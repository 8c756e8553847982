#![windows_subsystem = "windows"]

use std::process::ExitCode;

use taskbar_tint::{
	bootstrap,
	data_loaders::{blacklist::Blacklist, config::TintConfig},
	error, info, logging, paths, warn,
};

pub const DEBUG_NAME: &str = "TASKBAR-TINT";

fn load_config() -> TintConfig {
	let config_path = paths::config_file();
	match TintConfig::load(&config_path) {
		Some(config) => {
			info!("[{}] Config loaded from {}", DEBUG_NAME, config_path.display());
			config
		}
		None => {
			warn!(
				"[{}] Could not read {}; using built-in defaults",
				DEBUG_NAME,
				config_path.display()
			);
			TintConfig::default()
		}
	}
}

fn load_blacklist() -> Blacklist {
	let exclude_path = paths::exclude_file();
	Blacklist::load(&exclude_path).unwrap_or_else(|| {
		warn!(
			"[{}] Could not read {}; no windows excluded",
			DEBUG_NAME,
			exclude_path.display()
		);
		Blacklist::default()
	})
}

fn main() -> ExitCode {
	logging::init(false);
	std::panic::set_hook(Box::new(|panic_info| {
		error!("[{}] Panic: {}", DEBUG_NAME, panic_info);
	}));

	bootstrap::scaffold(&paths::config_dir());

	let config = load_config();
	logging::set_debug(config.verbose);
	let blacklist = load_blacklist();

	info!("!---------- [{}] Starting ----------!", DEBUG_NAME);
	info!("[{}] Logging to {}", DEBUG_NAME, logging::log_file().display());

	run(config, blacklist)
}

#[cfg(windows)]
fn run(config: TintConfig, blacklist: Blacklist) -> ExitCode {
	use std::{sync::Arc, time::Duration};

	use taskbar_tint::{
		engine::Engine,
		scheduler::Worker,
		win32::{
			events::{run_message_loop, EventBridge},
			init_com_multithreaded,
			native::NativeShell,
		},
	};

	init_com_multithreaded();

	let interval = Duration::from_millis(config.runtime.sleep_time_ms);
	let threshold = config.runtime.recompute_every;
	let engine = Arc::new(Engine::new(NativeShell::new(), config, blacklist));

	let bridge = match EventBridge::install(Arc::clone(&engine)) {
		Ok(bridge) => bridge,
		Err(e) => {
			error!("[{}] Failed to install event sources: {}", DEBUG_NAME, e);
			return ExitCode::FAILURE;
		}
	};

	let worker = match Worker::spawn(Arc::clone(&engine), interval, threshold) {
		Ok(worker) => worker,
		Err(e) => {
			error!("[{}] Failed to start worker thread: {}", DEBUG_NAME, e);
			return ExitCode::FAILURE;
		}
	};

	run_message_loop();

	info!("[{}] Shutting down", DEBUG_NAME);
	worker.stop();
	engine.restore_all();
	drop(bridge);

	ExitCode::SUCCESS
}

#[cfg(not(windows))]
fn run(_config: TintConfig, _blacklist: Blacklist) -> ExitCode {
	error!("[{}] Taskbar compositing is only available on Windows", DEBUG_NAME);
	eprintln!("taskbar-tint only runs on Windows");
	ExitCode::FAILURE
}
pub mod blacklist;
pub mod config;
pub mod yaml;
____
● Task instructions: Nothing in the material may be left out; write it all out verbatim.

● Exercise output:
repository 8c756e8553847982
#![windows_subsystem = "windows"]

use std::process::ExitCode;

use taskbar_tint::{
	bootstrap,
	data_loaders::{blacklist::Blacklist, config::TintConfig},
	error, info, logging, paths, warn,
};

pub const DEBUG_NAME: &str = "TASKBAR-TINT";

fn load_config() -> TintConfig {
	let config_path = paths::config_file();
	match TintConfig::load(&config_path) {
		Some(config) => {
			info!("[{}] Config loaded from {}", DEBUG_NAME, config_path.display());
			config
		}
		None => {
			warn!(
				"[{}] Could not read {}; using built-in defaults",
				DEBUG_NAME,
				config_path.display()
			);
			TintConfig::default()
		}
	}
}

fn load_blacklist() -> Blacklist {
	let exclude_path = paths::exclude_file();
	Blacklist::load(&exclude_path).unwrap_or_else(|| {
		warn!(
			"[{}] Could not read {}; no windows excluded",
			DEBUG_NAME,
			exclude_path.display()
		);
		Blacklist::default()
	})
}

fn main() -> ExitCode {
	logging::init(false);
	std::panic::set_hook(Box::new(|panic_info| {
		error!("[{}] Panic: {}", DEBUG_NAME, panic_info);
	}));

	bootstrap::scaffold(&paths::config_dir());

	let config = load_config();
	logging::set_debug(config.verbose);
	let blacklist = load_blacklist();

	info!("!---------- [{}] Starting ----------!", DEBUG_NAME);
	info!("[{}] Logging to {}", DEBUG_NAME, logging::log_file().display());

	run(config, blacklist)
}

#[cfg(windows)]
fn run(config: TintConfig, blacklist: Blacklist) -> ExitCode {
	use std::{sync::Arc, time::Duration};

	use taskbar_tint::{
		engine::Engine,
		scheduler::Worker,
		win32::{
			events::{run_message_loop, EventBridge},
			init_com_multithreaded,
			native::NativeShell,
		},
	};

	init_com_multithreaded();

	let interval = Duration::from_millis(config.runtime.sleep_time_ms);
	let threshold = config.runtime.recompute_every;
	let engine = Arc::new(Engine::new(NativeShell::new(), config, blacklist));

	let bridge = match EventBridge::install(Arc::clone(&engine)) {
		Ok(bridge) => bridge,
		Err(e) => {
			error!("[{}] Failed to install event sources: {}", DEBUG_NAME, e);
			return ExitCode::FAILURE;
		}
	};

	let worker = match Worker::spawn(Arc::clone(&engine), interval, threshold) {
		Ok(worker) => worker,
		Err(e) => {
			error!("[{}] Failed to start worker thread: {}", DEBUG_NAME, e);
			return ExitCode::FAILURE;
		}
	};

	run_message_loop();

	info!("[{}] Shutting down", DEBUG_NAME);
	worker.stop();
	engine.restore_all();
	drop(bridge);

	ExitCode::SUCCESS
}

#[cfg(not(windows))]
fn run(_config: TintConfig, _blacklist: Blacklist) -> ExitCode {
	error!("[{}] Taskbar compositing is only available on Windows", DEBUG_NAME);
	eprintln!("taskbar-tint only runs on Windows");
	ExitCode::FAILURE
}
pub mod blacklist;
pub mod config;
pub mod yaml;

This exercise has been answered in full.